**DIRECTIONS FOR THIS TASK:** Whenever the string "parser" turns up in a line below, that line should be copied.
[[ GIVEN ENTRIES open ]]
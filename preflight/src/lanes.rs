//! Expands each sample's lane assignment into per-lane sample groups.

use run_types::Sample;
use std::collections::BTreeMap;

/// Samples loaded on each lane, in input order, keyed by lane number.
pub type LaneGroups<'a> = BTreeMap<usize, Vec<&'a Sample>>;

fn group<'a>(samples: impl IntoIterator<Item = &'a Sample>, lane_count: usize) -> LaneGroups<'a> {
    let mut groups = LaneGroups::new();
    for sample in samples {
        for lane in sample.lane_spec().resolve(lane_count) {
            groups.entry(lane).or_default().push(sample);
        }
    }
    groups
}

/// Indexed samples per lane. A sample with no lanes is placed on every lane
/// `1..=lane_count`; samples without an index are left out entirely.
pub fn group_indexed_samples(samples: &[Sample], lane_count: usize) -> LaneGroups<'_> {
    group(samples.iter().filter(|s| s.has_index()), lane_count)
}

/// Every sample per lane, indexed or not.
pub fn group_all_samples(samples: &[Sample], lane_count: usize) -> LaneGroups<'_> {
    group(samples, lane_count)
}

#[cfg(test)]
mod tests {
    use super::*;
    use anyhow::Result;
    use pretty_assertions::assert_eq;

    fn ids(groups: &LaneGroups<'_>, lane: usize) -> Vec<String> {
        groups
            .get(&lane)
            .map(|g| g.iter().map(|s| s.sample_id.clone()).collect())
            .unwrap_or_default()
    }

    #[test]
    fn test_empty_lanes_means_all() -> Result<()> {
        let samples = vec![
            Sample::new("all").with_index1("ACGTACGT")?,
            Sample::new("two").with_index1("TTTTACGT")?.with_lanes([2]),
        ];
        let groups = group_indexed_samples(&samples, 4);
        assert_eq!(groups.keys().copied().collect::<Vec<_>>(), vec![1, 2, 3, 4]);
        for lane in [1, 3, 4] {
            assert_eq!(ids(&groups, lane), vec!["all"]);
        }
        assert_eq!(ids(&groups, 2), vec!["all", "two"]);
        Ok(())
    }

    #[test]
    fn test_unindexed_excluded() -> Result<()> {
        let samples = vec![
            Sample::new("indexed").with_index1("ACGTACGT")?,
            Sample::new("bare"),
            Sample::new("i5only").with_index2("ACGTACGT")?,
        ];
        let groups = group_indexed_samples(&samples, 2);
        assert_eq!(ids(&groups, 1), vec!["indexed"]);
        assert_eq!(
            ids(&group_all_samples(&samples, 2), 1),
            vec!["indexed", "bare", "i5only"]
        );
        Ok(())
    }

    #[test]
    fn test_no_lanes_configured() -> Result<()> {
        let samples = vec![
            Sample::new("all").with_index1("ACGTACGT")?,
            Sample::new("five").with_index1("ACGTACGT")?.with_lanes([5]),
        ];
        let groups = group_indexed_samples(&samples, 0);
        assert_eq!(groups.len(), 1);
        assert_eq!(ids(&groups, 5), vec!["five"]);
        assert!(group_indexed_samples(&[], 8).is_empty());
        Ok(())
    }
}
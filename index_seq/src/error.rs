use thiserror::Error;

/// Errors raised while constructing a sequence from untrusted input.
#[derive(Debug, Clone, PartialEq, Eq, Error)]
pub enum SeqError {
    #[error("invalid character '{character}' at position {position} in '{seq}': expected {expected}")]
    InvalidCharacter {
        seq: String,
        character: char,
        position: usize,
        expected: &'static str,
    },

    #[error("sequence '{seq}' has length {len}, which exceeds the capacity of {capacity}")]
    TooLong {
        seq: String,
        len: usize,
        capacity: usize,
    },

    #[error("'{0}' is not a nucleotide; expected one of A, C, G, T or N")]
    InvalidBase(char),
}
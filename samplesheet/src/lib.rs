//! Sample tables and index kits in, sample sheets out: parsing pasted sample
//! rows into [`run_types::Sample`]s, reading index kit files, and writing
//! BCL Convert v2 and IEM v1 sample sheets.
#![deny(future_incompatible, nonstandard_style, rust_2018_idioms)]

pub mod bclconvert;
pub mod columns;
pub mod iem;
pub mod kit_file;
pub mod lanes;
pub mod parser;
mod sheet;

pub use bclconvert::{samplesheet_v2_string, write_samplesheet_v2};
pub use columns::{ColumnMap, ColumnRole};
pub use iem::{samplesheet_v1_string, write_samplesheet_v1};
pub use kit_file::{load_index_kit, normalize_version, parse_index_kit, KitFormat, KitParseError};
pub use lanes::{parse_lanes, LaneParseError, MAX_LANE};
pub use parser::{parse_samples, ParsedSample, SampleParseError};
[[ GIVEN ENTRIES closed ]]
**SOLUTION:**
pub mod parser;
pub use parser::{parse_samples, ParsedSample, SampleParseError};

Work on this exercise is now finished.